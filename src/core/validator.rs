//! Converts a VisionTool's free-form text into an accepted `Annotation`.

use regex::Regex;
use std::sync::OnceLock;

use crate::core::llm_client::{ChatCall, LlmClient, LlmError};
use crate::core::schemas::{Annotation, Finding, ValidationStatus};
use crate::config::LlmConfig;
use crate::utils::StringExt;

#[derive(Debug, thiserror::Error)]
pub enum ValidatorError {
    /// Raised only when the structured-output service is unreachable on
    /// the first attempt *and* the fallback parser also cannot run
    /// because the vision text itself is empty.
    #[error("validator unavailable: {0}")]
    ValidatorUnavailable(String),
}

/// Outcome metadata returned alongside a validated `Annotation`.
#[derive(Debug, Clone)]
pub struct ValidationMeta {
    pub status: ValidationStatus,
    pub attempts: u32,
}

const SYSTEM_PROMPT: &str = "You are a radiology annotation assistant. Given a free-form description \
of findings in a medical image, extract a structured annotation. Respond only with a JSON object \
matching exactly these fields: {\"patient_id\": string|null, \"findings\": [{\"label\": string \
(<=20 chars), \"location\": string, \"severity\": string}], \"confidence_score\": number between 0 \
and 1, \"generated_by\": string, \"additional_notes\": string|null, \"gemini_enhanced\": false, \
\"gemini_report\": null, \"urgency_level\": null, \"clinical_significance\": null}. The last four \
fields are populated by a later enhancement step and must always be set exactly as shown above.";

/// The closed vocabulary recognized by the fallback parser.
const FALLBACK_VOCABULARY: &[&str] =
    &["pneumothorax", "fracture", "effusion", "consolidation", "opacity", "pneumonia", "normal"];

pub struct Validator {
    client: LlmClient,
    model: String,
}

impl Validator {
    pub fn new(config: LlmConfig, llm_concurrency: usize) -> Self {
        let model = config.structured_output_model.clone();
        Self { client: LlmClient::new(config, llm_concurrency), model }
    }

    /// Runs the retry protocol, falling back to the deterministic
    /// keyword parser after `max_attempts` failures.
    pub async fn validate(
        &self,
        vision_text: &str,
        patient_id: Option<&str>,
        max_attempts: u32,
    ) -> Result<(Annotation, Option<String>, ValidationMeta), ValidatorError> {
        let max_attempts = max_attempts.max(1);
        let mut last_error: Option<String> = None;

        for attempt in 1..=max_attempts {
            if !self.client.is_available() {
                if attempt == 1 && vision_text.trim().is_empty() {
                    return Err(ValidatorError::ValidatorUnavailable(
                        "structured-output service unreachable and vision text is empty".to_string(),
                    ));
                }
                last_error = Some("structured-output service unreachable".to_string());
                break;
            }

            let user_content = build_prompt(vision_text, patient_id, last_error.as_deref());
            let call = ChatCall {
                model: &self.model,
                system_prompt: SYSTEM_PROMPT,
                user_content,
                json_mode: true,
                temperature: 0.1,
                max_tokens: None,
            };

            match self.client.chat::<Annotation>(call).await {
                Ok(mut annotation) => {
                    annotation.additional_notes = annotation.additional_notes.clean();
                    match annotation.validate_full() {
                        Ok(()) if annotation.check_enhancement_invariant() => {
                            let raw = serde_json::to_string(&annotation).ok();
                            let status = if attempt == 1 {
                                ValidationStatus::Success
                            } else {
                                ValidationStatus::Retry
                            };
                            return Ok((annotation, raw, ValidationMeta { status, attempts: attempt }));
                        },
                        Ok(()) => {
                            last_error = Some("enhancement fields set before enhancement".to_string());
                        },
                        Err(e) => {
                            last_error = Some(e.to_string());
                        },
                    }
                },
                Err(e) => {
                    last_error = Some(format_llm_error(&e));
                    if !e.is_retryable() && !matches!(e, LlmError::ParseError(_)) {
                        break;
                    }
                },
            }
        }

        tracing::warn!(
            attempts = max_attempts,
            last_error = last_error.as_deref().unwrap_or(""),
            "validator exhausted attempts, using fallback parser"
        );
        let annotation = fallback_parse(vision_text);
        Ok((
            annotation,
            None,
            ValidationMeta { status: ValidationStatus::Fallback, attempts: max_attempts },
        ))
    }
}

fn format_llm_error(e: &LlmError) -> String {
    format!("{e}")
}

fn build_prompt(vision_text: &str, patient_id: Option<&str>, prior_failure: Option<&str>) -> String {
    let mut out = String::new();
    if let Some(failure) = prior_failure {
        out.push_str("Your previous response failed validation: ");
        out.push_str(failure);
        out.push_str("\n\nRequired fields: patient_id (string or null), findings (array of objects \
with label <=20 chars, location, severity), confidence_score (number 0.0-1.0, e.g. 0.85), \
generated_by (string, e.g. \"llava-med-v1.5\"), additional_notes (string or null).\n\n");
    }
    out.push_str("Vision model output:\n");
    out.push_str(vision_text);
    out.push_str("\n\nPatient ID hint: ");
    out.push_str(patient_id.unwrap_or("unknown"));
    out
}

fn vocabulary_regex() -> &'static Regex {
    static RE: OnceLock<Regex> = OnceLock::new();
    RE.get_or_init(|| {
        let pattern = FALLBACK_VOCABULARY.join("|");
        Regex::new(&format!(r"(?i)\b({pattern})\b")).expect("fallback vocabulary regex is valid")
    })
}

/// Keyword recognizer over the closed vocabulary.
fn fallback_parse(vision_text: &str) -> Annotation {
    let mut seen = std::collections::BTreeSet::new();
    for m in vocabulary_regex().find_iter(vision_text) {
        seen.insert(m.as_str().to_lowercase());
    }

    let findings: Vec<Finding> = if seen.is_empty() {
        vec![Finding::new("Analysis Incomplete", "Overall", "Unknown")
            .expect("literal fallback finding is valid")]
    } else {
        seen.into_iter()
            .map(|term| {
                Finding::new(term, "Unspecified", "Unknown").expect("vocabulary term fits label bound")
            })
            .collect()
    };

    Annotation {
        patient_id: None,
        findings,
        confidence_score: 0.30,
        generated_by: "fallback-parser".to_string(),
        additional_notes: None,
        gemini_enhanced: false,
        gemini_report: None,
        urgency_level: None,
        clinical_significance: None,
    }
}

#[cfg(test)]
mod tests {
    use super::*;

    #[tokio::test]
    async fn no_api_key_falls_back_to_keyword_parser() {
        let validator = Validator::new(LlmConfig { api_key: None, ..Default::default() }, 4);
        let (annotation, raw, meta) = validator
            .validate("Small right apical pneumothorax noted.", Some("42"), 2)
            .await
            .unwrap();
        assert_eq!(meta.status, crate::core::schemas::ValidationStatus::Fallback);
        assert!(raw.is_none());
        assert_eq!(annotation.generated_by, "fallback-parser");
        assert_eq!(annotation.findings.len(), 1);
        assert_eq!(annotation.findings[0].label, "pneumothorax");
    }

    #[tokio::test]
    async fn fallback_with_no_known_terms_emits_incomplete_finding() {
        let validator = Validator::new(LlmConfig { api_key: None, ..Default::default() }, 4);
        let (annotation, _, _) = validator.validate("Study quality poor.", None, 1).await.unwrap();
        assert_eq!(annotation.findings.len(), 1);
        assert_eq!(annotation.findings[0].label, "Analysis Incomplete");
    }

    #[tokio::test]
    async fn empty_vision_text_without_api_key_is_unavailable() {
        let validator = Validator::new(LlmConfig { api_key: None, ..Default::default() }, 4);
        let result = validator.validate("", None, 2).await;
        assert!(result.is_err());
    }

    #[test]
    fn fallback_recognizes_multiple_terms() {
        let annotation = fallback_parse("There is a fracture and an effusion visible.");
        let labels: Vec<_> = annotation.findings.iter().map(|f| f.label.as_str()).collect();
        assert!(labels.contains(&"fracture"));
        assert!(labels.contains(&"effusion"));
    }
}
§ §
◆ Exercise
Repeat every entry exactly as written above.

◆ Response to the task
filename src/core/validator.rs
//! Converts a VisionTool's free-form text into an accepted `Annotation`.

use regex::Regex;
use std::sync::OnceLock;

use crate::core::llm_client::{ChatCall, LlmClient, LlmError};
use crate::core::schemas::{Annotation, Finding, ValidationStatus};
use crate::config::LlmConfig;
use crate::utils::StringExt;

#[derive(Debug, thiserror::Error)]
pub enum ValidatorError {
    /// Raised only when the structured-output service is unreachable on
    /// the first attempt *and* the fallback parser also cannot run
    /// because the vision text itself is empty.
    #[error("validator unavailable: {0}")]
    ValidatorUnavailable(String),
}

/// Outcome metadata returned alongside a validated `Annotation`.
#[derive(Debug, Clone)]
pub struct ValidationMeta {
    pub status: ValidationStatus,
    pub attempts: u32,
}

const SYSTEM_PROMPT: &str = "You are a radiology annotation assistant. Given a free-form description \
of findings in a medical image, extract a structured annotation. Respond only with a JSON object \
matching exactly these fields: {\"patient_id\": string|null, \"findings\": [{\"label\": string \
(<=20 chars), \"location\": string, \"severity\": string}], \"confidence_score\": number between 0 \
and 1, \"generated_by\": string, \"additional_notes\": string|null, \"gemini_enhanced\": false, \
\"gemini_report\": null, \"urgency_level\": null, \"clinical_significance\": null}. The last four \
fields are populated by a later enhancement step and must always be set exactly as shown above.";

/// The closed vocabulary recognized by the fallback parser.
const FALLBACK_VOCABULARY: &[&str] =
    &["pneumothorax", "fracture", "effusion", "consolidation", "opacity", "pneumonia", "normal"];

pub struct Validator {
    client: LlmClient,
    model: String,
}

impl Validator {
    pub fn new(config: LlmConfig, llm_concurrency: usize) -> Self {
        let model = config.structured_output_model.clone();
        Self { client: LlmClient::new(config, llm_concurrency), model }
    }

    /// Runs the retry protocol, falling back to the deterministic
    /// keyword parser after `max_attempts` failures.
    pub async fn validate(
        &self,
        vision_text: &str,
        patient_id: Option<&str>,
        max_attempts: u32,
    ) -> Result<(Annotation, Option<String>, ValidationMeta), ValidatorError> {
        let max_attempts = max_attempts.max(1);
        let mut last_error: Option<String> = None;

        for attempt in 1..=max_attempts {
            if !self.client.is_available() {
                if attempt == 1 && vision_text.trim().is_empty() {
                    return Err(ValidatorError::ValidatorUnavailable(
                        "structured-output service unreachable and vision text is empty".to_string(),
                    ));
                }
                last_error = Some("structured-output service unreachable".to_string());
                break;
            }

            let user_content = build_prompt(vision_text, patient_id, last_error.as_deref());
            let call = ChatCall {
                model: &self.model,
                system_prompt: SYSTEM_PROMPT,
                user_content,
                json_mode: true,
                temperature: 0.1,
                max_tokens: None,
            };

            match self.client.chat::<Annotation>(call).await {
                Ok(mut annotation) => {
                    annotation.additional_notes = annotation.additional_notes.clean();
                    match annotation.validate_full() {
                        Ok(()) if annotation.check_enhancement_invariant() => {
                            let raw = serde_json::to_string(&annotation).ok();
                            let status = if attempt == 1 {
                                ValidationStatus::Success
                            } else {
                                ValidationStatus::Retry
                            };
                            return Ok((annotation, raw, ValidationMeta { status, attempts: attempt }));
                        },
                        Ok(()) => {
                            last_error = Some("enhancement fields set before enhancement".to_string());
                        },
                        Err(e) => {
                            last_error = Some(e.to_string());
                        },
                    }
                },
                Err(e) => {
                    last_error = Some(format_llm_error(&e));
                    if !e.is_retryable() && !matches!(e, LlmError::ParseError(_)) {
                        break;
                    }
                },
            }
        }

        tracing::warn!(
            attempts = max_attempts,
            last_error = last_error.as_deref().unwrap_or(""),
            "validator exhausted attempts, using fallback parser"
        );
        let annotation = fallback_parse(vision_text);
        Ok((
            annotation,
            None,
            ValidationMeta { status: ValidationStatus::Fallback, attempts: max_attempts },
        ))
    }
}

fn format_llm_error(e: &LlmError) -> String {
    format!("{e}")
}

fn build_prompt(vision_text: &str, patient_id: Option<&str>, prior_failure: Option<&str>) -> String {
    let mut out = String::new();
    if let Some(failure) = prior_failure {
        out.push_str("Your previous response failed validation: ");
        out.push_str(failure);
        out.push_str("\n\nRequired fields: patient_id (string or null), findings (array of objects \
with label <=20 chars, location, severity), confidence_score (number 0.0-1.0, e.g. 0.85), \
generated_by (string, e.g. \"llava-med-v1.5\"), additional_notes (string or null).\n\n");
    }
    out.push_str("Vision model output:\n");
    out.push_str(vision_text);
    out.push_str("\n\nPatient ID hint: ");
    out.push_str(patient_id.unwrap_or("unknown"));
    out
}

fn vocabulary_regex() -> &'static Regex {
    static RE: OnceLock<Regex> = OnceLock::new();
    RE.get_or_init(|| {
        let pattern = FALLBACK_VOCABULARY.join("|");
        Regex::new(&format!(r"(?i)\b({pattern})\b")).expect("fallback vocabulary regex is valid")
    })
}

/// Keyword recognizer over the closed vocabulary.
fn fallback_parse(vision_text: &str) -> Annotation {
    let mut seen = std::collections::BTreeSet::new();
    for m in vocabulary_regex().find_iter(vision_text) {
        seen.insert(m.as_str().to_lowercase());
    }

    let findings: Vec<Finding> = if seen.is_empty() {
        vec![Finding::new("Analysis Incomplete", "Overall", "Unknown")
            .expect("literal fallback finding is valid")]
    } else {
        seen.into_iter()
            .map(|term| {
                Finding::new(term, "Unspecified", "Unknown").expect("vocabulary term fits label bound")
            })
            .collect()
    };

    Annotation {
        patient_id: None,
        findings,
        confidence_score: 0.30,
        generated_by: "fallback-parser".to_string(),
        additional_notes: None,
        gemini_enhanced: false,
        gemini_report: None,
        urgency_level: None,
        clinical_significance: None,
    }
}

#[cfg(test)]
mod tests {
    use super::*;

    #[tokio::test]
    async fn no_api_key_falls_back_to_keyword_parser() {
        let validator = Validator::new(LlmConfig { api_key: None, ..Default::default() }, 4);
        let (annotation, raw, meta) = validator
            .validate("Small right apical pneumothorax noted.", Some("42"), 2)
            .await
            .unwrap();
        assert_eq!(meta.status, crate::core::schemas::ValidationStatus::Fallback);
        assert!(raw.is_none());
        assert_eq!(annotation.generated_by, "fallback-parser");
        assert_eq!(annotation.findings.len(), 1);
        assert_eq!(annotation.findings[0].label, "pneumothorax");
    }

    #[tokio::test]
    async fn fallback_with_no_known_terms_emits_incomplete_finding() {
        let validator = Validator::new(LlmConfig { api_key: None, ..Default::default() }, 4);
        let (annotation, _, _) = validator.validate("Study quality poor.", None, 1).await.unwrap();
        assert_eq!(annotation.findings.len(), 1);
        assert_eq!(annotation.findings[0].label, "Analysis Incomplete");
    }

    #[tokio::test]
    async fn empty_vision_text_without_api_key_is_unavailable() {
        let validator = Validator::new(LlmConfig { api_key: None, ..Default::default() }, 4);
        let result = validator.validate("", None, 2).await;
        assert!(result.is_err());
    }

    #[test]
    fn fallback_recognizes_multiple_terms() {
        let annotation = fallback_parse("There is a fracture and an effusion visible.");
        let labels: Vec<_> = annotation.findings.iter().map(|f| f.label.as_str()).collect();
        assert!(labels.contains(&"fracture"));
        assert!(labels.contains(&"effusion"));
    }
}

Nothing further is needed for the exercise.